FORT SMITH -- The Fort Smith National Historical Site is preparing for a few thousand people to attend the annual Fort Smith Fall Festival this Saturday.
Cody Faber, the event's coordinator and one of the Historical Site's park rangers, said this is the city's biggest historical-themed event of the year. He said the local organizations based it on the heritage festivals held downtown years ago.
"I remember when I was a kid coming to the downtown heritage festivals," Faber said. "That was a big thing for me, that got me into history and really enjoying a lot of what I do now.
"I think we've done a pretty good job of that so far, getting people interested, kind of remind people how important our history is for Fort Smith and the region."
Local organizations including the Historical Site, the Fort Smith Trolley Museum, the Fort Smith Museum of History, the U.S. Marshals Museum, Fort Smith Farmers Market, Fort Smith Regional Art Museum, Miss Laura's Visitor Center, the Clayton House and Judgment Town plan to participate with events and activities from 10 a.m. to 4 p.m.
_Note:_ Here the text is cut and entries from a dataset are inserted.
impl SslDissector {
    fn pin(
        &self,
        ctx: &mut DissectionContext<'_>,
        key: Option<&ConversationKey>,
        wire_version: u16,
        authoritative: bool,
    ) {
        let (Some(key), Some(version)) = (key, version_from_wire(wire_version)) else {
            return;
        };
        ctx.conversations().pin_state(key, version, authoritative);
    }

    /// One SSLv3/TLS record. Returns the bytes it spans.
    fn dissect_v3_record<'a>(
        &self,
        cursor: &ByteCursor<'a>,
        offset: usize,
        tree: &mut TreeNode<'_, 'a>,
        ctx: &mut DissectionContext<'_>,
        key: Option<&ConversationKey>,
    ) -> Result<usize> {
        let content = cursor.read_u8(offset)?;
        let version = cursor.read_u16_be(offset + 1)?;
        let length = cursor.read_u16_be(offset + 3)? as usize;

        // A record may continue in a later segment
        let available = length.min(cursor.remaining_reported(offset + V3_HEADER_LEN));
        let mut record = tree.add_subtree(cursor, offset, V3_HEADER_LEN + available, "record")?;
        record.add_leaf(cursor, offset, 1, "content_type", FieldValue::UInt8(content))?;
        record.add_leaf(cursor, offset + 1, 2, "version", FieldValue::UInt16(version))?;
        record.add_leaf(cursor, offset + 3, 2, "length", FieldValue::UInt16(length as u16))?;

        let view = cursor.sub_view_partial(offset + V3_HEADER_LEN, available)?;
        let body = view.cursor;
        let missing = view.missing + (length - available);
        if missing > 0 {
            record.add_annotation(&body, 0, body.reported_len(), Annotation::PartialData { missing })?;
        }

        match content {
            content_type::HANDSHAKE => {
                let result = self.dissect_handshakes(&body, &mut record, ctx, key);
                match result {
                    Ok(()) => {}
                    // Decode what is present; the annotation marks the rest
                    Err(DissectError::Truncated { .. }) if missing > 0 => {}
                    Err(err) => return Err(err),
                }
            }
            content_type::CHANGE_CIPHER_SPEC => {
                ctx.columns_mut().append_sep(COL_INFO, ", ", "Change Cipher Spec");
                record.add_leaf(&body, 0, body.reported_len(), "change_cipher_spec", FieldValue::Bytes(body.as_slice()))?;
            }
            content_type::ALERT => {
                ctx.columns_mut().append_sep(COL_INFO, ", ", "Alert");
                record.add_leaf(&body, 0, body.reported_len(), "alert", FieldValue::Bytes(body.as_slice()))?;
            }
            content_type::APPLICATION_DATA => {
                ctx.columns_mut().append_sep(COL_INFO, ", ", "Application Data");
                record.add_leaf(&body, 0, body.reported_len(), "encrypted_data", FieldValue::Bytes(body.as_slice()))?;
            }
            content_type::HEARTBEAT => {
                ctx.columns_mut().append_sep(COL_INFO, ", ", "Heartbeat");
                record.add_leaf(&body, 0, body.reported_len(), "heartbeat", FieldValue::Bytes(body.as_slice()))?;
            }
            other => {
                return Err(DissectError::malformed(format!("unknown content type {other}")));
            }
        }

        Ok(V3_HEADER_LEN + available)
    }

    /// Handshake messages packed into one record body.
    fn dissect_handshakes<'a>(
        &self,
        body: &ByteCursor<'a>,
        record: &mut TreeNode<'_, 'a>,
        ctx: &mut DissectionContext<'_>,
        key: Option<&ConversationKey>,
    ) -> Result<()> {
        let mut pos = 0;
        while pos + 4 <= body.captured_len() {
            let msg_type = body.read_u8(pos)?;
            let length = body.read_u24_be(pos + 1)? as usize;

            let name = match handshake_name(msg_type) {
                Some(name) if pos + 4 + length <= body.reported_len() => name,
                // Encrypted handshake (e.g., Finished after Change Cipher Spec)
                _ => {
                    let rest = body.as_slice().get(pos..).unwrap_or_default();
                    record.add_leaf(body, pos, body.reported_len() - pos, "encrypted_handshake", FieldValue::Bytes(rest))?;
                    ctx.columns_mut().append_sep(COL_INFO, ", ", "Encrypted Handshake Message");
                    return Ok(());
                }
            };
            ctx.columns_mut().append_sep(COL_INFO, ", ", name);

            let mut message = record.add_subtree(body, pos, 4 + length, "handshake")?;
            message.set_value(FieldValue::Str(name));
            message.add_leaf(body, pos, 1, "handshake_type", FieldValue::UInt8(msg_type))?;
            message.add_leaf(body, pos + 1, 3, "length", FieldValue::UInt32(length as u32))?;

            let msg = body.sub_view_partial(pos + 4, length)?.cursor;
            match msg_type {
                handshake_type::CLIENT_HELLO => self.client_hello(&msg, &mut message, ctx, key)?,
                handshake_type::SERVER_HELLO => self.server_hello(&msg, &mut message, ctx, key)?,
                _ => {}
            }
            pos += 4 + length;
        }
        Ok(())
    }

    fn client_hello<'a>(
        &self,
        msg: &ByteCursor<'a>,
        tree: &mut TreeNode<'_, 'a>,
        ctx: &mut DissectionContext<'_>,
        key: Option<&ConversationKey>,
    ) -> Result<()> {
        let version = msg.read_u16_be(0)?;
        tree.add_leaf(msg, 0, 2, "client_version", FieldValue::UInt16(version))?;
        // Offered, not negotiated
        self.pin(ctx, key, version, false);

        tree.add_leaf(msg, 2, 32, "random", FieldValue::Bytes(msg.bytes(2, 32)?))?;
        let sid_len = msg.read_u8(34)? as usize;
        tree.add_leaf(msg, 34, 1, "session_id_length", FieldValue::UInt8(sid_len as u8))?;
        if sid_len > 32 {
            return Err(DissectError::malformed(format!("session id length {sid_len} exceeds 32")));
        }
        tree.add_leaf(msg, 35, sid_len, "session_id", FieldValue::Bytes(msg.bytes(35, sid_len)?))?;

        let pos = 35 + sid_len;
        let suites_len = msg.read_u16_be(pos)? as usize;
        tree.add_leaf(msg, pos, 2, "cipher_suites_length", FieldValue::UInt16(suites_len as u16))?;
        if suites_len % 2 != 0 {
            return Err(DissectError::malformed("odd cipher suites length"));
        }
        tree.add_leaf(msg, pos + 2, suites_len, "cipher_suites", FieldValue::Bytes(msg.bytes(pos + 2, suites_len)?))?;
        Ok(())
    }

    fn server_hello<'a>(
        &self,
        msg: &ByteCursor<'a>,
        tree: &mut TreeNode<'_, 'a>,
        ctx: &mut DissectionContext<'_>,
        key: Option<&ConversationKey>,
    ) -> Result<()> {
        let legacy_version = msg.read_u16_be(0)?;
        tree.add_leaf(msg, 0, 2, "server_version", FieldValue::UInt16(legacy_version))?;
        tree.add_leaf(msg, 2, 32, "random", FieldValue::Bytes(msg.bytes(2, 32)?))?;

        let sid_len = msg.read_u8(34)? as usize;
        tree.add_leaf(msg, 34, 1, "session_id_length", FieldValue::UInt8(sid_len as u8))?;
        if sid_len > 32 {
            return Err(DissectError::malformed(format!("session id length {sid_len} exceeds 32")));
        }
        tree.add_leaf(msg, 35, sid_len, "session_id", FieldValue::Bytes(msg.bytes(35, sid_len)?))?;

        let mut pos = 35 + sid_len;
        tree.add_leaf(msg, pos, 2, "cipher_suite", FieldValue::UInt16(msg.read_u16_be(pos)?))?;
        tree.add_leaf(msg, pos + 2, 1, "compression_method", FieldValue::UInt8(msg.read_u8(pos + 2)?))?;
        pos += 3;

        let mut negotiated = legacy_version;
        if pos + 2 <= msg.reported_len() {
            let ext_len = msg.read_u16_be(pos)? as usize;
            tree.add_leaf(msg, pos, 2, "extensions_length", FieldValue::UInt16(ext_len as u16))?;
            pos += 2;
            let end = pos + ext_len;
            if end > msg.reported_len() {
                return Err(DissectError::malformed("extensions overrun the server hello"));
            }

            while pos + 4 <= end {
                let ext_type = msg.read_u16_be(pos)?;
                let len = msg.read_u16_be(pos + 2)? as usize;
                if pos + 4 + len > end {
                    return Err(DissectError::malformed(format!("extension {ext_type} overruns the extension block")));
                }
                let mut ext = tree.add_subtree(msg, pos, 4 + len, "extension")?;
                ext.add_leaf(msg, pos, 2, "type", FieldValue::UInt16(ext_type))?;
                ext.add_leaf(msg, pos + 2, 2, "length", FieldValue::UInt16(len as u16))?;
                if ext_type == EXT_SUPPORTED_VERSIONS && len == 2 {
                    negotiated = msg.read_u16_be(pos + 4)?;
                    ext.add_leaf(msg, pos + 4, 2, "selected_version", FieldValue::UInt16(negotiated))?;
                }
                pos += 4 + len;
            }
        }

        // Pinned only once the whole hello decoded
        self.pin(ctx, key, negotiated, true);
        Ok(())
    }

    /// One SSLv2 or PCT record. Returns the bytes it spans.
    fn dissect_v2_record<'a>(
        &self,
        cursor: &ByteCursor<'a>,
        offset: usize,
        tree: &mut TreeNode<'_, 'a>,
        ctx: &mut DissectionContext<'_>,
        key: Option<&ConversationKey>,
    ) -> Result<usize> {
        let first = cursor.read_u8(offset)?;
        let second = cursor.read_u8(offset + 1)?;
        let (header_len, length, padding) = if first & 0x80 != 0 {
            (2, (((first & 0x7f) as usize) << 8) | second as usize, 0)
        } else {
            let padding = cursor.read_u8(offset + 2)?;
            (3, (((first & 0x3f) as usize) << 8) | second as usize, padding)
        };
        if (padding as usize) > length {
            return Err(DissectError::malformed(format!("padding {padding} exceeds record length {length}")));
        }

        let available = length.min(cursor.remaining_reported(offset + header_len));
        let mut record = tree.add_subtree(cursor, offset, header_len + available, "record")?;
        record.add_leaf(cursor, offset, 2, "record_length", FieldValue::UInt16(length as u16))?;
        if header_len == 3 {
            record.add_leaf(cursor, offset + 2, 1, "padding_length", FieldValue::UInt8(padding))?;
        }

        let view = cursor.sub_view_partial(offset + header_len, available)?;
        let body = view.cursor;
        let missing = view.missing + (length - available);
        if missing > 0 {
            record.add_annotation(&body, 0, body.reported_len(), Annotation::PartialData { missing })?;
        }
        if body.is_empty() {
            return Ok(header_len + available);
        }

        let msg_type = body.read_u8(0)?;
        record.add_leaf(&body, 0, 1, "msg_type", FieldValue::UInt8(msg_type))?;
        match msg_type {
            v2_message::CLIENT_HELLO => {
                let version = body.read_u16_be(1)?;
                record.add_leaf(&body, 1, 2, "client_version", FieldValue::UInt16(version))?;
                self.pin(ctx, key, version, false);
                ctx.columns_mut().append_sep(COL_INFO, ", ", "Client Hello");
            }
            v2_message::SERVER_HELLO => {
                record.add_leaf(&body, 1, 1, "session_id_hit", FieldValue::Bool(body.read_u8(1)? != 0))?;
                record.add_leaf(&body, 2, 1, "certificate_type", FieldValue::UInt8(body.read_u8(2)?))?;
                let version = body.read_u16_be(3)?;
                record.add_leaf(&body, 3, 2, "server_version", FieldValue::UInt16(version))?;
                self.pin(ctx, key, version, true);
                ctx.columns_mut().append_sep(COL_INFO, ", ", "Server Hello");
            }
            v2_message::CLIENT_MASTER_KEY if body.read_u16_be(2).ok() == Some(WIRE_PCT) => {
                record.add_leaf(&body, 1, 1, "pad", FieldValue::UInt8(body.read_u8(1)?))?;
                record.add_leaf(&body, 2, 2, "server_version", FieldValue::UInt16(WIRE_PCT))?;
                self.pin(ctx, key, WIRE_PCT, true);
                ctx.columns_mut().append_sep(COL_INFO, ", ", "Server Hello");
            }
            _ => {
                let len = body.reported_len() - 1;
                let bytes = body.as_slice().get(1..).unwrap_or_default();
                record.add_leaf(&body, 1, len, "encrypted_data", FieldValue::Bytes(bytes))?;
                ctx.columns_mut().append_sep(COL_INFO, ", ", "Encrypted Data");
            }
        }
        Ok(header_len + available)
    }
}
The Historical Site's programs will include more than 60 reenactors highlighting living history of Fort Smith, garden tours, deputy marshal encampments, a trial reenactment, and infantry, cavalry and artillery demonstrations, according to a press release.
The city is offering wheeled trolley rides between each of the major venues, according to the release.
A new participant in the festival this year is the U.S. Marshals Museum, which opened to the public this summer.
Leslie Higgins, chief programs officer with the Marshals Museum, said she's seen the festival in the past and is excited for the museum to be a part of it this year.
Higgins said the museum and children's playroom will be open for the event, and it will have activities including celebrating the marshals' birthday and an investigation station for kids.
"I believe we're going to do our fingerprint activity, where they can put their fingerprint on a balloon and then we blow up the balloon, so it expands the fingerprints for them to look at the different parts, whirls and ridges of the fingerprints," Higgins said. "And then also our Morse code activity, where they can learn more about the communication technology in the 1800s and how the marshals used Morse code.
'The museum as a whole will be open, so our galleries will be open, as well, for people to wander through those. So we hope people will come out and visit."